Which is that, yes, I know our culture worships youth; it’s our national religion. Nothing new about that. All societies have done this to some extent; youth = fecundity, yada yada. Still, I expected something better from a respected literary journal. Or at least something more interesting. A writers-under-a-certain-age issue is hardly original; loads of them do it. A really cutting edge, ground-breaking issue would feature up-and-coming writers over the age of 50, say. Not that I could or would be in that issue, either — I’ve never liked being asked my age. Not when I was fifteen, not when I was 25. Not now. Not when I’m 100. The only reason I can see for asking someone their age is to compare them to others who are also the same age, which takes nothing about that person’s life into consideration except ticks on the clock. Maybe you spent your twenties in a medically-induced coma. Maybe the coma was only figurative; you spent your twenties in your parents’ guesthouse smoking pot. Maybe you were a missionary in Zambia before you had a crisis of faith and came home to pursue an MFA. Maybe you were in prison. My point is, celebrations of writers under a certain age tacitly imply a “shouldness” to one’s life and writing career: Where were you at twenty five? These people were getting their acts together! At least an “Up and Comers Over 50” issue would be counter-culture, it would be fighting against the tyranny of the status quo. Which, in my opinion, is something art should do.

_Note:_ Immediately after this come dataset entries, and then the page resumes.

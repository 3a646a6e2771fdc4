//! Cooperative progress and cancellation hook.
//!
//! Engines call [`ExecutionMonitor::checkpoint`] once per outer K-Means
//! iteration and once per X-Means sweep. Returning
//! [`ControlFlow::Break`] aborts the run with [`ClusterError::Cancelled`].
//!
//! Any `FnMut(&Progress) -> ControlFlow<()>` closure is a monitor:
//!
//! ```
//! use std::ops::ControlFlow;
//! use u_xmeans::monitor::{ExecutionMonitor, Progress};
//!
//! let mut seen = 0;
//! let mut monitor = |_: &Progress| {
//!     seen += 1;
//!     if seen > 3 { ControlFlow::Break(()) } else { ControlFlow::Continue(()) }
//! };
//! assert!(monitor.checkpoint(&Progress::Sweep { sweep: 0, k: 3 }).is_ok());
//! ```

use std::ops::ControlFlow;

use crate::error::{ClusterError, Result};

/// Where an engine currently is.
#[derive(Debug, Clone, Copy, PartialEq, Eq)]
pub enum Progress {
    /// Start of K-Means iteration `iteration` (0-based) out of at most `max`.
    Iteration { iteration: usize, max: usize },
    /// Start of X-Means sweep `sweep` (0-based) at `k` clusters.
    Sweep { sweep: usize, k: usize },
}

impl Progress {
    fn stage(&self) -> String {
        match self {
            Self::Iteration { iteration, .. } => format!("k-means iteration {iteration}"),
            Self::Sweep { sweep, k } => format!("x-means sweep {sweep} (k={k})"),
        }
    }
}

/// Receives progress and may request cancellation.
pub trait ExecutionMonitor {
    /// Reports progress; `Break` stops the engine.
    fn on_progress(&mut self, progress: &Progress) -> ControlFlow<()>;

    /// Reports progress and turns a stop request into an error.
    fn checkpoint(&mut self, progress: &Progress) -> Result<()> {
        match self.on_progress(progress) {
            ControlFlow::Continue(()) => Ok(()),
            ControlFlow::Break(()) => Err(ClusterError::Cancelled {
                stage: progress.stage(),
            }),
        }
    }
}

/// Monitor that never cancels.
#[derive(Debug, Clone, Copy, Default)]
pub struct NoopMonitor;

impl ExecutionMonitor for NoopMonitor {
    fn on_progress(&mut self, _progress: &Progress) -> ControlFlow<()> {
        ControlFlow::Continue(())
    }
}

impl<F> ExecutionMonitor for F
where
    F: FnMut(&Progress) -> ControlFlow<()>,
{
    fn on_progress(&mut self, progress: &Progress) -> ControlFlow<()> {
        self(progress)
    }
}

#[cfg(test)]
mod tests {
    use super::*;

    #[test]
    fn noop_never_cancels() {
        let mut m = NoopMonitor;
        for i in 0..100 {
            assert!(m
                .checkpoint(&Progress::Iteration {
                    iteration: i,
                    max: 100
                })
                .is_ok());
        }
    }

    #[test]
    fn closure_break_becomes_cancelled() {
        let mut m = |p: &Progress| match p {
            Progress::Sweep { .. } => ControlFlow::Break(()),
            Progress::Iteration { .. } => ControlFlow::Continue(()),
        };
        assert!(m
            .checkpoint(&Progress::Iteration {
                iteration: 0,
                max: 1
            })
            .is_ok());
        let err = m.checkpoint(&Progress::Sweep { sweep: 2, k: 5 }).unwrap_err();
        assert_eq!(
            err,
            ClusterError::Cancelled {
                stage: "x-means sweep 2 (k=5)".into()
            }
        );
    }
}
//! Table-in, tables-out clustering.
//!
//! A run goes through these stages:
//!
//! ```text
//! DataFrame ─standardize─▶ z-scored DataFrame ─numeric columns─▶ Dataset
//!           ─engine─▶ (assignment table, centroid table)
//! ```
//!
//! - The **assignment table** is the input table, unchanged and in input row
//!   order, with one extra integer column named [`CLUSTER_COLUMN`].
//! - The **centroid table** has one row per cluster keyed `"0"`, `"1"`, …,
//!   with one numeric column per feature column. Coordinates are in
//!   standardized units.
//!
//! Text columns are carried through to the assignment table but never used
//! as features.
//!
//! # Example
//!
//! ```
//! use u_xmeans::dataframe::{Column, DataFrame};
//! use u_xmeans::kmeans::KMeansConfig;
//! use u_xmeans::pipeline::cluster_kmeans;
//!
//! let keys = (0..6).map(|i| format!("Row{i}")).collect();
//! let mut table = DataFrame::with_keys(keys).unwrap();
//! table.add_column("x".into(), Column::numeric_dense(vec![0.0, 0.1, 0.2, 9.0, 9.1, 9.2])).unwrap();
//! table.add_column("y".into(), Column::integer_dense(vec![0, 1, 0, 5, 6, 5])).unwrap();
//!
//! let out = cluster_kmeans(&table, &KMeansConfig::new(2).seed(Some(1))).unwrap();
//! assert_eq!(out.assignments.column_names(), ["x", "y", "k"]);
//! assert_eq!(out.centroids.keys(), ["0", "1"]);
//! ```

use tracing::info;

use crate::dataframe::{Column, DataFrame, DataType, ValidityBitmap};
use crate::dataset::{CentroidSet, Dataset};
use crate::error::{ClusterError, Result};
use crate::kmeans::{kmeans_with_monitor, KMeansConfig};
use crate::monitor::{ExecutionMonitor, NoopMonitor};
use crate::standardize::{standardize, Standardizer};
use crate::xmeans::{xmeans_with_monitor, SweepRecord, XMeansConfig};

/// Name of the cluster id column appended to the assignment table.
pub const CLUSTER_COLUMN: &str = "k";

// ── Schemas ───────────────────────────────────────────────────────────

/// Column layout of the two output tables.
#[derive(Debug, Clone, PartialEq, Eq)]
pub struct OutputSchema {
    pub assignments: Vec<(String, DataType)>,
    pub centroids: Vec<(String, DataType)>,
}

/// Derives the output layout from an input layout without running anything.
///
/// ```
/// use u_xmeans::dataframe::DataType;
/// use u_xmeans::pipeline::output_schema;
///
/// let schema = output_schema(&[("id", DataType::Text), ("x", DataType::Integer)]).unwrap();
/// assert_eq!(schema.assignments.last().unwrap(), &("k".to_string(), DataType::Integer));
/// assert_eq!(schema.centroids, vec![("x".to_string(), DataType::Numeric)]);
/// ```
pub fn output_schema(input: &[(&str, DataType)]) -> Result<OutputSchema> {
    if input.iter().any(|(name, _)| *name == CLUSTER_COLUMN) {
        return Err(ClusterError::invalid(
            "input table",
            format!("column '{CLUSTER_COLUMN}' is reserved for cluster ids"),
        ));
    }
    let centroids: Vec<(String, DataType)> = input
        .iter()
        .filter(|(_, ty)| ty.is_numeric())
        .map(|(name, _)| (name.to_string(), DataType::Numeric))
        .collect();
    if centroids.is_empty() {
        return Err(ClusterError::DegenerateData {
            reason: "input table has no numeric columns".into(),
        });
    }

    let mut assignments: Vec<(String, DataType)> = input
        .iter()
        .map(|(name, ty)| (name.to_string(), *ty))
        .collect();
    assignments.push((CLUSTER_COLUMN.to_string(), DataType::Integer));
    Ok(OutputSchema {
        assignments,
        centroids,
    })
}

// ── Outputs ───────────────────────────────────────────────────────────

/// Output of [`cluster_kmeans`].
#[derive(Debug, Clone, PartialEq)]
pub struct KMeansOutput {
    pub assignments: DataFrame,
    pub centroids: DataFrame,
    pub scaler: Standardizer,
    pub iterations: usize,
    pub converged: bool,
}

/// Output of [`cluster_xmeans`].
#[derive(Debug, Clone, PartialEq)]
pub struct XMeansOutput {
    pub assignments: DataFrame,
    pub centroids: DataFrame,
    pub scaler: Standardizer,
    /// BIC of the chosen partition.
    pub best_score: f64,
    /// Number of clusters in the chosen partition.
    pub best_k: usize,
    pub history: Vec<SweepRecord>,
}

// ── Entry points ──────────────────────────────────────────────────────

/// Standardizes `table` and clusters it with K-Means.
pub fn cluster_kmeans(table: &DataFrame, config: &KMeansConfig) -> Result<KMeansOutput> {
    cluster_kmeans_with_monitor(table, config, &mut NoopMonitor)
}

/// Like [`cluster_kmeans`], reporting progress to `monitor`.
pub fn cluster_kmeans_with_monitor<M>(
    table: &DataFrame,
    config: &KMeansConfig,
    monitor: &mut M,
) -> Result<KMeansOutput>
where
    M: ExecutionMonitor + ?Sized,
{
    config.validate()?;
    let (scaled, scaler) = prepare(table)?;
    let mut data = feature_dataset(&scaled)?;
    let result = kmeans_with_monitor(&mut data, config, monitor)?;

    let assignments = assignment_table(table, &data)?;
    let centroids = centroid_table(&scaled, &result.centroids)?;
    info!(
        rows = table.row_count(),
        k = config.k,
        iterations = result.iterations,
        "k-means pipeline finished"
    );
    Ok(KMeansOutput {
        assignments,
        centroids,
        scaler,
        iterations: result.iterations,
        converged: result.converged,
    })
}

/// Standardizes `table` and clusters it with X-Means.
pub fn cluster_xmeans(table: &DataFrame, config: &XMeansConfig) -> Result<XMeansOutput> {
    cluster_xmeans_with_monitor(table, config, &mut NoopMonitor)
}

/// Like [`cluster_xmeans`], reporting progress to `monitor`.
pub fn cluster_xmeans_with_monitor<M>(
    table: &DataFrame,
    config: &XMeansConfig,
    monitor: &mut M,
) -> Result<XMeansOutput>
where
    M: ExecutionMonitor + ?Sized,
{
    config.validate()?;
    let (scaled, scaler) = prepare(table)?;
    let data = feature_dataset(&scaled)?;
    let result = xmeans_with_monitor(data, config, monitor)?;
    let best = result.best;

    let assignments = assignment_table(table, &best.data)?;
    let centroids = centroid_table(&scaled, &best.centroids)?;
    info!(
        rows = table.row_count(),
        best_k = best.k,
        best_score = best.score,
        "x-means pipeline finished"
    );
    Ok(XMeansOutput {
        assignments,
        centroids,
        scaler,
        best_score: best.score,
        best_k: best.k,
        history: result.history,
    })
}

// ── Building blocks ───────────────────────────────────────────────────

fn prepare(table: &DataFrame) -> Result<(DataFrame, Standardizer)> {
    output_schema(&table.schema())?;
    if table.row_count() == 0 {
        return Err(ClusterError::DegenerateData {
            reason: "input table has no rows".into(),
        });
    }
    standardize(table)
}

/// Builds a dataset from the numeric columns of `table`, keyed by row key.
///
/// Values are taken as they are; standardize the table first if needed.
pub fn feature_dataset(table: &DataFrame) -> Result<Dataset> {
    let features: Vec<(&str, &Column)> = table
        .iter()
        .filter(|(_, col)| col.data_type().is_numeric())
        .collect();
    if features.is_empty() {
        return Err(ClusterError::DegenerateData {
            reason: "input table has no numeric columns".into(),
        });
    }
    for (name, col) in &features {
        let missing = col.null_count();
        if missing > 0 {
            return Err(ClusterError::MissingValues {
                column: name.to_string(),
                count: missing,
            });
        }
    }

    let mut data = Dataset::new(features.len());
    for (i, key) in table.keys().iter().enumerate() {
        let row = features
            .iter()
            .map(|(_, col)| col.value_f64(i).unwrap_or(f64::NAN))
            .collect();
        data.insert(key.clone(), row)?;
    }
    Ok(data)
}

/// Copies `table` and appends each row's cluster id from `data`.
///
/// Rows missing from `data` or still unassigned get a missing id.
pub fn assignment_table(table: &DataFrame, data: &Dataset) -> Result<DataFrame> {
    let mut ids = Vec::with_capacity(table.row_count());
    let mut validity = ValidityBitmap::all_valid(table.row_count());
    for (i, key) in table.keys().iter().enumerate() {
        match data.get(key).and_then(|r| r.assignment()) {
            Some(c) => ids.push(c as i64),
            None => {
                ids.push(0);
                validity.set_invalid(i);
            }
        }
    }

    let mut out = table.clone();
    out.add_column(
        CLUSTER_COLUMN.to_string(),
        Column::Integer {
            values: ids,
            validity,
        },
    )?;
    Ok(out)
}

/// One row per centroid, keyed by cluster id, named after the numeric
/// columns of `features`.
pub fn centroid_table(features: &DataFrame, centroids: &CentroidSet) -> Result<DataFrame> {
    let names: Vec<String> = features
        .numeric_column_names()
        .into_iter()
        .map(str::to_string)
        .collect();
    if names.len() != centroids.dim() {
        return Err(ClusterError::DimensionMismatch {
            expected: names.len(),
            actual: centroids.dim(),
        });
    }
    let keys = (0..centroids.len()).map(|c| c.to_string()).collect();
    DataFrame::from_rows(keys, names, centroids.as_slice())
}

#[cfg(test)]
mod tests {
    use super::*;
    use approx::assert_abs_diff_eq;

    fn blobs() -> DataFrame {
        let xs = [0.0, 0.2, 0.1, 0.3, 10.0, 10.2, 9.9, 10.1];
        let ys = [0.0, 0.1, 0.3, 0.2, 5.0, 5.2, 5.1, 4.9];
        // keys deliberately out of lexical order
        let keys: Vec<String> = ["h", "b", "g", "a", "f", "c", "e", "d"]
            .iter()
            .map(|s| s.to_string())
            .collect();
        let mut df = DataFrame::with_keys(keys).unwrap();
        df.add_column(
            "name".into(),
            Column::text_dense((0..8).map(|i| format!("item{i}")).collect()),
        )
        .unwrap();
        df.add_column("x".into(), Column::numeric_dense(xs.to_vec())).unwrap();
        df.add_column("y".into(), Column::numeric_dense(ys.to_vec())).unwrap();
        df
    }

    fn ids(df: &DataFrame) -> Vec<i64> {
        let col = df.column_by_name(CLUSTER_COLUMN).unwrap();
        (0..df.row_count()).map(|i| col.value_i64(i).unwrap()).collect()
    }

    // ── Schema ───────────────────────────────────────────────────

    #[test]
    fn schema_appends_cluster_column() {
        let schema = output_schema(&[
            ("name", DataType::Text),
            ("x", DataType::Numeric),
            ("n", DataType::Integer),
        ])
        .unwrap();
        assert_eq!(schema.assignments.len(), 4);
        assert_eq!(schema.assignments[0], ("name".into(), DataType::Text));
        assert_eq!(
            schema.centroids,
            vec![
                ("x".to_string(), DataType::Numeric),
                ("n".to_string(), DataType::Numeric)
            ]
        );
    }

    #[test]
    fn schema_rejects_reserved_or_textual_input() {
        assert!(matches!(
            output_schema(&[("k", DataType::Numeric)]),
            Err(ClusterError::InvalidConfiguration { .. })
        ));
        assert!(matches!(
            output_schema(&[("name", DataType::Text)]),
            Err(ClusterError::DegenerateData { .. })
        ));
    }

    // ── K-Means pipeline ─────────────────────────────────────────

    #[test]
    fn kmeans_tables_follow_input_order() {
        let table = blobs();
        let out = cluster_kmeans(&table, &KMeansConfig::new(2).seed(Some(4))).unwrap();

        assert_eq!(out.assignments.keys(), table.keys());
        assert_eq!(out.assignments.column_names(), ["name", "x", "y", "k"]);
        assert_eq!(
            out.assignments.column_by_name("x"),
            table.column_by_name("x")
        );
        assert_eq!(out.assignments.column_by_name("name").unwrap().text_at(3), Some("item3"));
        assert!(ids(&out.assignments).iter().all(|&c| c == 0 || c == 1));

        assert_eq!(out.centroids.keys(), ["0", "1"]);
        assert_eq!(out.centroids.column_names(), ["x", "y"]);
        assert!(out.iterations >= 1);
    }

    #[test]
    fn kmeans_separates_blobs() {
        let table = blobs();
        let mut separated = false;
        for seed in 0..10 {
            let out = cluster_kmeans(&table, &KMeansConfig::new(2).seed(Some(seed))).unwrap();
            let labels = ids(&out.assignments);
            if labels[..4].iter().all(|&c| c == labels[0])
                && labels[4..].iter().all(|&c| c == labels[4])
                && labels[0] != labels[4]
            {
                // centroid of the low blob, mapped back to original units
                let row = labels[0].to_string();
                let r = out.centroids.keys().iter().position(|k| *k == row).unwrap();
                let zx = out.centroids.column_by_name("x").unwrap().value_f64(r).unwrap();
                let x = out.scaler.scaling("x").unwrap().unscale(zx);
                assert_abs_diff_eq!(x, 0.15, epsilon = 1e-9);
                separated = true;
            }
        }
        assert!(separated);
    }

    #[test]
    fn missing_feature_cells_rejected() {
        let mut df = DataFrame::with_keys(vec!["a".into(), "b".into(), "c".into()]).unwrap();
        df.add_column(
            "x".into(),
            Column::numeric(
                vec![1.0, 0.0, 3.0],
                ValidityBitmap::from_flags(&[true, false, true]),
            ),
        )
        .unwrap();
        assert!(matches!(
            cluster_kmeans(&df, &KMeansConfig::new(1)),
            Err(ClusterError::MissingValues { .. })
        ));
    }

    #[test]
    fn empty_table_rejected() {
        let mut df = DataFrame::with_keys(Vec::new()).unwrap();
        df.add_column("x".into(), Column::numeric_dense(Vec::new())).unwrap();
        assert!(matches!(
            cluster_kmeans(&df, &KMeansConfig::new(1)),
            Err(ClusterError::DegenerateData { .. })
        ));
    }

    // ── X-Means pipeline ─────────────────────────────────────────

    #[test]
    fn xmeans_reports_best_candidate() {
        let table = blobs();
        let out = cluster_xmeans(&table, &XMeansConfig::new(1, 4).seed(Some(2))).unwrap();

        assert!(out.best_k >= 1);
        assert_eq!(out.centroids.row_count(), out.best_k);
        assert_eq!(out.centroids.column_names(), ["x", "y"]);
        assert!(!out.history.is_empty());
        assert!(out
            .history
            .iter()
            .any(|r| r.k_after == out.best_k && r.score == out.best_score));
        let k = out.best_k as i64;
        assert!(ids(&out.assignments).iter().all(|&c| (0..k).contains(&c)));
    }

    #[test]
    fn xmeans_config_checked_first() {
        assert!(matches!(
            cluster_xmeans(&blobs(), &XMeansConfig::new(3, 3)),
            Err(ClusterError::InvalidConfiguration { .. })
        ));
    }

    // ── Building blocks ──────────────────────────────────────────

    #[test]
    fn unassigned_rows_get_missing_ids() {
        let table = blobs();
        let mut data = feature_dataset(&table).unwrap();
        assert_eq!(data.dim(), 2);
        data.set_assignment("a", 1);
        let out = assignment_table(&table, &data).unwrap();
        let col = out.column_by_name(CLUSTER_COLUMN).unwrap();
        assert_eq!(col.null_count(), 7);
        assert_eq!(col.value_i64(3), Some(1));
    }

    #[test]
    fn centroid_table_checks_width() {
        let table = blobs();
        let one_dim = CentroidSet::from_coords(1, vec![vec![0.0]]).unwrap();
        assert!(matches!(
            centroid_table(&table, &one_dim),
            Err(ClusterError::DimensionMismatch { .. })
        ));
    }
}
impl XMeans {
    /// Creates an engine; fails on invalid configuration or empty data.
    pub fn new(data: Dataset, config: XMeansConfig) -> Result<Self> {
        config.validate()?;
        if data.is_empty() {
            return Err(ClusterError::DegenerateData {
                reason: "no data points provided".into(),
            });
        }
        let centroids = CentroidSet::new(data.dim());
        Ok(Self {
            data,
            config,
            centroids,
            candidates: Vec::new(),
            history: Vec::new(),
            finished: false,
        })
    }

    /// Sweeps until no split is accepted or `K` exceeds `upper_k`.
    pub fn run<R, M>(&mut self, rng: &mut R, monitor: &mut M) -> Result<()>
    where
        R: Rng + ?Sized,
        M: ExecutionMonitor + ?Sized,
    {
        self.finished = false;
        self.candidates.clear();
        self.history.clear();
        self.centroids = CentroidSet::new(self.data.dim());
        self.data.reset_assignments();

        let mut k = self.config.lower_k;
        let mut sweep = 0;
        loop {
            monitor.checkpoint(&Progress::Sweep { sweep, k })?;
            self.improve_params(k, rng, monitor)?;
            let new_k = self.improve_structure(k, rng, monitor)?;
            let changed = new_k != k;
            k = new_k;
            sweep += 1;
            if !changed || k > self.config.upper_k {
                break;
            }
        }

        self.finished = true;
        info!(
            sweeps = sweep,
            final_k = k,
            candidates = self.candidates.len(),
            "x-means finished"
        );
        Ok(())
    }

    /// Runs K-Means over the whole dataset at `k` clusters.
    ///
    /// Seeds with the current centroids, or samples random ones when there
    /// are none yet.
    pub fn improve_params<R, M>(&mut self, k: usize, rng: &mut R, monitor: &mut M) -> Result<()>
    where
        R: Rng + ?Sized,
        M: ExecutionMonitor + ?Sized,
    {
        debug!(k, "improving parameters");
        let mut engine = KMeans::new(&mut self.data, k, self.config.max_iterations)?;
        if !self.centroids.is_empty() {
            engine.seed_centroids(self.centroids.clone())?;
        }
        engine.run(rng, monitor)?;
        self.centroids = engine.into_centroids()?;
        Ok(())
    }

    /// Tries to split each of the `k` clusters in turn and records a
    /// candidate. Returns the new number of clusters.
    pub fn improve_structure<R, M>(
        &mut self,
        k: usize,
        rng: &mut R,
        monitor: &mut M,
    ) -> Result<usize>
    where
        R: Rng + ?Sized,
        M: ExecutionMonitor + ?Sized,
    {
        debug!(k, "improving structure");
        let mut acc = SweepAccumulator::new(k);
        for cluster in 0..k {
            let outcome = self.try_split(cluster, &mut acc, rng, monitor)?;
            acc.record(outcome);
        }

        let new_k = acc.next_k();
        let score = bic_score(&self.data, new_k);
        self.candidates.push(Candidate {
            score,
            k: new_k,
            data: self.data.clone(),
            centroids: self.centroids.clone(),
        });
        self.history.push(SweepRecord {
            k_before: k,
            k_after: new_k,
            score,
        });
        info!(
            k_before = k,
            k_after = new_k,
            accepted = acc.accepted(),
            score,
            "structure sweep recorded"
        );
        Ok(new_k)
    }

    fn try_split<R, M>(
        &mut self,
        cluster: usize,
        acc: &mut SweepAccumulator,
        rng: &mut R,
        monitor: &mut M,
    ) -> Result<SplitOutcome>
    where
        R: Rng + ?Sized,
        M: ExecutionMonitor + ?Sized,
    {
        let mut subset = self.data.subset(cluster);
        let parent = self
            .centroids
            .get(cluster)
            .ok_or_else(|| {
                ClusterError::invalid("cluster", format!("no centroid for cluster {cluster}"))
            })?
            .to_vec();

        let Some(sample) = subset.sample(rng) else {
            debug!(cluster, "empty cluster, nothing to split");
            return Ok(SplitOutcome::Skipped { cluster });
        };
        let child0 = sample.features().to_vec();
        let child1: Vec<f64> = child0
            .iter()
            .zip(&parent)
            .map(|(&s, &p)| 2.0 * p - s)
            .collect();

        let parent_score = bic_score_single(&subset);

        let mut engine = KMeans::new(&mut subset, 2, self.config.max_iterations)?;
        engine.seed_centroids(CentroidSet::from_coords(
            self.data.dim(),
            vec![child0, child1],
        )?)?;
        engine.run(rng, monitor)?;
        let children = engine.into_centroids()?.into_inner();
        let split_score = bic_score(&subset, 2);

        if split_score <= parent_score {
            debug!(cluster, parent_score, split_score, "split rejected");
            return Ok(SplitOutcome::Rejected {
                cluster,
                parent_score,
                split_score,
            });
        }

        let mut children = children.into_iter();
        let (Some(left), Some(right)) = (children.next(), children.next()) else {
            return Err(ClusterError::DegenerateData {
                reason: format!("2-means on cluster {cluster} produced fewer than 2 centroids"),
            });
        };

        let new_cluster = acc.allocate();
        for (key, row) in subset.iter() {
            if row.assignment() == Some(1) {
                self.data.set_assignment(key, new_cluster);
            }
        }
        self.centroids.set(cluster, left)?;
        let pushed = self.centroids.push(right)?;
        debug_assert_eq!(pushed, new_cluster);

        debug!(
            cluster,
            new_cluster, parent_score, split_score, "split accepted"
        );
        Ok(SplitOutcome::Accepted {
            cluster,
            new_cluster,
            parent_score,
            split_score,
        })
    }

    /// Best-scoring candidate across all sweeps; the earliest wins on ties.
    pub fn best(&self) -> Result<&Candidate> {
        if !self.finished {
            return Err(ClusterError::not_run("best candidate"));
        }
        best_of(&self.candidates).ok_or_else(|| ClusterError::not_run("best candidate"))
    }

    /// All candidates, one per sweep, in sweep order.
    pub fn candidates(&self) -> &[Candidate] {
        &self.candidates
    }

    /// Per-sweep cluster counts and scores.
    pub fn history(&self) -> &[SweepRecord] {
        &self.history
    }

    /// Current working dataset.
    pub fn data(&self) -> &Dataset {
        &self.data
    }

    /// Consumes the engine and returns the best candidate and the history.
    pub fn into_result(mut self) -> Result<XMeansResult> {
        if !self.finished {
            return Err(ClusterError::not_run("best candidate"));
        }
        let idx = best_index(&self.candidates)
            .ok_or_else(|| ClusterError::not_run("best candidate"))?;
        let best = self.candidates.swap_remove(idx);
        Ok(XMeansResult {
            best,
            history: self.history,
        })
    }
}

fn best_index(candidates: &[Candidate]) -> Option<usize> {
    let mut best: Option<usize> = None;
    for (i, c) in candidates.iter().enumerate() {
        match best {
            Some(b) if candidates[b].score >= c.score => {}
            _ => best = Some(i),
        }
    }
    best
}

fn best_of(candidates: &[Candidate]) -> Option<&Candidate> {
    best_index(candidates).map(|i| &candidates[i])
}

// ── Convenience entry point ───────────────────────────────────────────

/// Result of [`xmeans`].
#[derive(Debug, Clone, PartialEq)]
pub struct XMeansResult {
    /// Best-scoring candidate over all sweeps.
    pub best: Candidate,
    /// Cluster counts and scores for every sweep.
    pub history: Vec<SweepRecord>,
}

/// Runs X-Means with a fresh RNG built from `config.seed`.
pub fn xmeans(data: Dataset, config: &XMeansConfig) -> Result<XMeansResult> {
    xmeans_with_monitor(data, config, &mut NoopMonitor)
}

/// Like [`xmeans`], reporting progress to `monitor`.
pub fn xmeans_with_monitor<M>(
    data: Dataset,
    config: &XMeansConfig,
    monitor: &mut M,
) -> Result<XMeansResult>
where
    M: ExecutionMonitor + ?Sized,
{
    let mut rng = make_rng(config.seed);
    let mut engine = XMeans::new(data, config.clone())?;
    engine.run(&mut rng, monitor)?;
    engine.into_result()
}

It shouldn’t matter how old a person is, especially a writer. Writers aren’t pop singers; we don’t have to gyrate on stage in sparkly shorts. We sit a lot. We drink too much coffee and don’t get enough sun. If a person can write something meaningful or moving or melodious, this is the only thing that should ever matter, and it disappoints me that a literary journal I respect would participate in youth-worship. But maybe it’s not about sex appeal. Probably it’s not. In which case, I’d argue that it’s possibly more harmful.
To wit, it is discouraging to older writers.
If you are in your teens or twenties and your writings are being published in well-known literary journals, you don’t need to be carried around on anyone’s shoulders like a champ; chances are, you already know you’re pretty special. The universe is smiling on you, the world is your oyster, all that. I’m not saying it isn’t a hell of an accomplishment, only that there are oodles of people out there to make a fuss over young successes. What we need are people to make a fuss over the successes of those who aren’t “young” per se. I’m willing to bet that the bulk of literary journals’ readership are writers, and that the bulk of those writers are not in their twenties, and that those writers read “Wonderbabies” issues with a mixture of awe and dismay. These are the people we need to celebrate: the people who sit down at their desks every day, who keep writing and sending stuff out even though career-wise they may be past their supposed prime. They do it because they have to — to give up would mean letting a part of their soul atrophy. But that doesn’t mean they don’t do battle inside themselves every single day for the right to keep believing that a writer is who they are.